Sunday, October 7, 2007

The Truth About Logo Design

One of the great but largely unknown realities of marketing communications has to do with logo design. When a company is just starting out or perhaps re-branding itself, a lot of attention is paid to the logo design as a means of communicating—projecting, if you will—the company brand.

No doubt, the ability to convey the personality and distinctiveness of a brand is one of a logo's most important uses. But after the new logo is initially unveiled, it faces the long-term task of living and working in the company as an asset that accrues value over time.

That's why we often judge the success of a new visual identity system months and even years after we designed it. If we and the client like it better than ever five years after it was initially introduced, we know it was a winner. (Thankfully that's almost always been the case!)

That's because logos are more sponge than squirt gun. Logos—the good ones anyway—absorb a company's brand equity just as much as they project it. The great ones by designers like Paul Rand (IBM, ABC Television, UPS) might receive a C-minus in art school today, but they are faithful repositories of brands worth billions.

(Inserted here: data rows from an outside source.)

//! WASM-compatible wrapper types for pixel data.
//!
//! This module provides the JavaScript-friendly pixel buffer the confirm
//! path consumes, handling the conversion between Rust and JavaScript data
//! representations.

use pinchcrop_core::PixelBuffer;
use wasm_bindgen::prelude::*;

/// An RGB pixel buffer wrapper for JavaScript.
///
/// # Memory Management
///
/// The pixel data is stored in WASM memory. When you call `pixels()`, a copy
/// is made to JavaScript memory as a `Uint8Array`. wasm-bindgen's finalizer
/// releases the WASM-side memory automatically; call `free()` to release it
/// eagerly for large images.
#[wasm_bindgen]
pub struct JsPixelBuffer {
    inner: PixelBuffer,
}

#[wasm_bindgen]
impl JsPixelBuffer {
    /// Create a buffer from dimensions and RGB pixel data (3 bytes per
    /// pixel, row-major order).
    ///
    /// Throws if the data length doesn't match `width * height * 3` or a
    /// dimension is zero.
    #[wasm_bindgen(constructor)]
    pub fn new(width: u32, height: u32, pixels: Vec<u8>) -> Result<JsPixelBuffer, JsValue> {
        let inner = PixelBuffer::new(width, height, pixels)
            .map_err(|e| JsValue::from_str(&e.to_string()))?;
        Ok(JsPixelBuffer { inner })
    }

    /// Get the buffer width in pixels
    #[wasm_bindgen(getter)]
    pub fn width(&self) -> u32 {
        self.inner.width
    }

    /// Get the buffer height in pixels
    #[wasm_bindgen(getter)]
    pub fn height(&self) -> u32 {
        self.inner.height
    }

    /// Get the number of bytes in the pixel buffer (width * height * 3)
    #[wasm_bindgen(getter)]
    pub fn byte_length(&self) -> usize {
        self.inner.pixels.len()
    }

    /// Returns RGB pixel data as Uint8Array.
    ///
    /// Note: this copies the data out of WASM memory.
    pub fn pixels(&self) -> Vec<u8> {
        self.inner.pixels.clone()
    }

    /// Explicitly free WASM memory.
    pub fn free(self) {
        // Dropping self releases the memory
    }
}

impl JsPixelBuffer {
    /// Borrow the wrapped core buffer for the render pipeline.
    pub(crate) fn as_core(&self) -> &PixelBuffer {
        &self.inner
    }
}

#[cfg(test)]
mod tests {
    use super::*;

    #[test]
    fn test_valid_buffer() {
        let buf = JsPixelBuffer::new(4, 2, vec![0u8; 4 * 2 * 3]).unwrap();
        assert_eq!(buf.width(), 4);
        assert_eq!(buf.height(), 2);
        assert_eq!(buf.byte_length(), 24);
    }

}

/// WASM-specific tests that require JsValue.
///
/// These tests drive `JsPixelBuffer::new` down its Err branch, which
/// constructs a `JsValue` and can only run on wasm32 targets. Use
/// `wasm-pack test` to run these.
#[cfg(all(test, target_arch = "wasm32"))]
mod wasm_tests {
    use super::*;
    use wasm_bindgen_test::*;

    wasm_bindgen_test_configure!(run_in_browser);

    #[wasm_bindgen_test]
    fn test_mismatched_length_rejected() {
        assert!(JsPixelBuffer::new(4, 2, vec![0u8; 23]).is_err());
    }

    #[wasm_bindgen_test]
    fn test_zero_dimension_rejected() {
        assert!(JsPixelBuffer::new(0, 2, vec![]).is_err());
    }
}
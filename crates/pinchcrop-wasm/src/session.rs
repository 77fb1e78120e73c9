//! WASM bindings for the crop session.
//!
//! The host owns the gesture recognizers (touch handlers on the crop
//! screen) and feeds their samples here, one composed frame per tick.
//! Confirm hands the decoded source pixels plus a `make_uri` callback of
//! type `(Uint8Array) => string` that stores the encoded JPEG and mints the
//! asset handle (typically `URL.createObjectURL` over a Blob).
//!
//! # Example (TypeScript)
//!
//! ```typescript
//! const session = new WasmCropSession(image.width, image.height, pickedUri,
//!                                     window.innerWidth);
//! session.pinch_began();
//! session.pinch_changed(span / startSpan);
//! session.pinch_ended();
//!
//! const uri = session.confirm(pixels, (jpeg) =>
//!   URL.createObjectURL(new Blob([jpeg], { type: "image/jpeg" })));
//! ```

use pinchcrop_core::{
    render_crop, AssetUri, ConfirmOutcome, CropResult, CropSession, CropWindow, FrameInput,
    OutputProducer, PanSample, PinchSample, PixelBuffer, ProduceError, SourceImage,
};
use wasm_bindgen::prelude::*;

use crate::types::JsPixelBuffer;

/// Producer backed by host-supplied pixels and a URI-minting callback.
struct CallbackProducer<'a> {
    pixels: &'a PixelBuffer,
    make_uri: &'a js_sys::Function,
    quality: Option<u8>,
}

impl OutputProducer for CallbackProducer<'_> {
    fn produce(&self, _source: &SourceImage, crop: &CropResult) -> Result<AssetUri, ProduceError> {
        let jpeg = render_crop(self.pixels, crop, self.quality)?;

        let bytes = js_sys::Uint8Array::from(jpeg.as_slice());
        let uri = self
            .make_uri
            .call1(&JsValue::NULL, &bytes)
            .map_err(|e| ProduceError::Io(format!("make_uri callback threw: {:?}", e)))?;
        uri.as_string()
            .map(AssetUri::new)
            .ok_or_else(|| ProduceError::Io("make_uri callback did not return a string".to_string()))
    }
}

/// An interactive crop session exposed to JavaScript.
#[wasm_bindgen]
pub struct WasmCropSession {
    inner: CropSession,
}

#[wasm_bindgen]
impl WasmCropSession {
    /// Open a session for an image of natural size `width x height` with
    /// handle `uri`, sizing the crop window from the available screen width
    /// (capped at 320 logical units).
    ///
    /// Throws on zero image dimensions or a non-positive window side.
    #[wasm_bindgen(constructor)]
    pub fn new(
        width: u32,
        height: u32,
        uri: String,
        screen_width: f64,
    ) -> Result<WasmCropSession, JsValue> {
        let image = SourceImage::new(width, height, uri);
        let inner = CropSession::new(image, CropWindow::fit_screen(screen_width))
            .map_err(|e| JsValue::from_str(&e.to_string()))?;
        Ok(WasmCropSession { inner })
    }

    /// Feed one composed frame of gesture input, as a structured object:
    /// `{ pinch?: { phase, factor }, pan?: { phase, dx, dy }, pointers }`.
    pub fn apply_frame(&mut self, input: JsValue) -> Result<(), JsValue> {
        let input: FrameInput =
            serde_wasm_bindgen::from_value(input).map_err(|e| JsValue::from_str(&e.to_string()))?;
        self.inner.apply_frame(&input);
        Ok(())
    }

    // Per-stream conveniences for hosts that don't batch frames.

    pub fn pan_began(&mut self) {
        self.inner.apply_frame(&FrameInput::pan(PanSample::began()));
    }

    /// Pan with the cumulative displacement since the gesture began, in
    /// logical screen units.
    pub fn pan_changed(&mut self, dx: f64, dy: f64) {
        self.inner
            .apply_frame(&FrameInput::pan(PanSample::changed(dx, dy)));
    }

    pub fn pan_ended(&mut self) {
        self.inner.apply_frame(&FrameInput::pan(PanSample::ended()));
    }

    pub fn pinch_began(&mut self) {
        self.inner
            .apply_frame(&FrameInput::pinch(PinchSample::began()));
    }

    /// Pinch with the ratio of the current pointer span to the span at
    /// gesture start. Non-positive factors are ignored.
    pub fn pinch_changed(&mut self, factor: f64) {
        self.inner
            .apply_frame(&FrameInput::pinch(PinchSample::changed(factor)));
    }

    pub fn pinch_ended(&mut self) {
        self.inner
            .apply_frame(&FrameInput::pinch(PinchSample::ended()));
    }

    /// Return to minimum zoom, centered.
    pub fn reset(&mut self) {
        self.inner.reset();
    }

    /// Swap in a newly picked image; the transform re-initializes.
    pub fn load_image(&mut self, width: u32, height: u32, uri: String) -> Result<(), JsValue> {
        self.inner
            .load_image(SourceImage::new(width, height, uri))
            .map_err(|e| JsValue::from_str(&e.to_string()))
    }

    /// Current zoom factor, for rendering the preview transform
    #[wasm_bindgen(getter)]
    pub fn scale(&self) -> f64 {
        self.inner.transform().scale()
    }

    /// Current pan offset x, in logical screen units
    #[wasm_bindgen(getter)]
    pub fn translation_x(&self) -> f64 {
        self.inner.transform().translation().x
    }

    /// Current pan offset y, in logical screen units
    #[wasm_bindgen(getter)]
    pub fn translation_y(&self) -> f64 {
        self.inner.transform().translation().y
    }

    #[wasm_bindgen(getter)]
    pub fn min_scale(&self) -> f64 {
        self.inner.transform().min_scale()
    }

    #[wasm_bindgen(getter)]
    pub fn max_scale(&self) -> f64 {
        self.inner.transform().max_scale()
    }

    /// Side of the crop window, in logical screen units
    #[wasm_bindgen(getter)]
    pub fn window_side(&self) -> f64 {
        self.inner.window().side
    }

    /// Snapshot of the full transform state as a structured object:
    /// `{ scale, translation, min_scale, max_scale, ... }`. The scalar
    /// getters above are cheaper for per-frame preview rendering; this is
    /// for debugging and state persistence.
    pub fn transform(&self) -> Result<JsValue, JsValue> {
        serde_wasm_bindgen::to_value(self.inner.transform())
            .map_err(|e| JsValue::from_str(&e.to_string()))
    }

    /// Resolve the source-pixel crop square for the current transform, as
    /// `{ origin_x, origin_y, size, output_size }`.
    ///
    /// Throws on a degenerate (sub-pixel) crop; `confirm` handles that case
    /// by falling back instead.
    pub fn resolve_crop(&self) -> Result<JsValue, JsValue> {
        let crop = self
            .inner
            .resolve()
            .map_err(|e| JsValue::from_str(&e.to_string()))?;
        serde_wasm_bindgen::to_value(&crop).map_err(|e| JsValue::from_str(&e.to_string()))
    }

    /// Commit the crop and return the final asset URI.
    ///
    /// Renders crop -> square resize -> JPEG over `pixels`, then calls
    /// `make_uri` with the encoded bytes to mint the handle. Never throws
    /// for render or callback failures: those fall back to the original
    /// image's URI, with the cause logged to the console.
    pub fn confirm(
        &self,
        pixels: &JsPixelBuffer,
        make_uri: &js_sys::Function,
        quality: Option<u8>,
    ) -> String {
        let producer = CallbackProducer {
            pixels: pixels.as_core(),
            make_uri,
            quality,
        };

        match self.inner.confirm(&producer) {
            ConfirmOutcome::Produced { uri, .. } => uri.into_string(),
            ConfirmOutcome::Fallback { uri, reason } => {
                web_sys::console::warn_1(&JsValue::from_str(&format!(
                    "pinchcrop: falling back to original asset: {reason}"
                )));
                uri.into_string()
            }
        }
    }
}

#[cfg(test)]
mod tests {
    use super::*;

    fn session() -> WasmCropSession {
        WasmCropSession::new(2000, 3000, "file:///pick/original.jpg".to_string(), 420.0).unwrap()
    }

    #[test]
    fn test_constructor_fits_window_to_screen() {
        let s = session();
        // 420 screen units cap at the 320 window side
        assert_eq!(s.window_side(), 320.0);

        let narrow =
            WasmCropSession::new(2000, 3000, "file:///x".to_string(), 280.0).unwrap();
        assert_eq!(narrow.window_side(), 280.0);
    }

    #[test]
    fn test_gesture_conveniences_drive_transform() {
        let mut s = session();
        let min = s.min_scale();

        s.pinch_began();
        s.pinch_changed(2.0);
        s.pinch_ended();
        assert_eq!(s.scale(), min * 2.0);

        s.pan_began();
        s.pan_changed(32.0, -10.0);
        s.pan_ended();
        assert_eq!(s.translation_x(), 32.0);
        assert_eq!(s.translation_y(), -10.0);
    }

    #[test]
    fn test_invalid_pinch_factor_ignored() {
        let mut s = session();
        s.pinch_began();
        s.pinch_changed(-3.0);
        s.pinch_ended();
        assert_eq!(s.scale(), s.min_scale());
    }

    #[test]
    fn test_reset_restores_initial_view() {
        let mut s = session();
        s.pinch_began();
        s.pinch_changed(4.0);
        s.pinch_ended();
        s.pan_began();
        s.pan_changed(50.0, 50.0);
        s.pan_ended();

        s.reset();
        assert_eq!(s.scale(), s.min_scale());
        assert_eq!(s.translation_x(), 0.0);
        assert_eq!(s.translation_y(), 0.0);
    }
}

In this sense, a logo is not unlike the Star Spangled Banner. A difficult tune based on a popular British drinking song that ranges an octave and a half, the Star Spangled Banner uses several words many Americans can't even define. (Even the title is a challenge: define "spangled.") But despite its many disadvantages, it has become a unifying symbol, an auditory logo with brand equity beyond calculation. Its ubiquity and repetition have earned it a permanent place in the American psyche. (How many times have you felt that lump in your throat at the song being played or sung in a large crowd with the flag waving in the breeze? My fondest memories of the Star Spangled Banner are as a kid, going to a football game with my dad, because it was the only time I ever heard him sing.)

Of course I'm not saying that a logo should be as difficult to understand as the Star Spangled Banner is to sing, but I am suggesting that a logo's ability to absorb brand equity through frequent repetition is as important as impressing people when it is launched.

It's hard, of course, to project what a logo should look like years or even decades from now, but it's crucial to do so. Just making the effort to do that will keep a company from embracing a trendy look that will seem dated in a few years. A company that is committed to stability, substance and staying power needs to make the statement with its logo that it's here to stay.

If simplicity and a bit of reserve can balance the innovation and novelty that go into the design process, you're probably on the right track.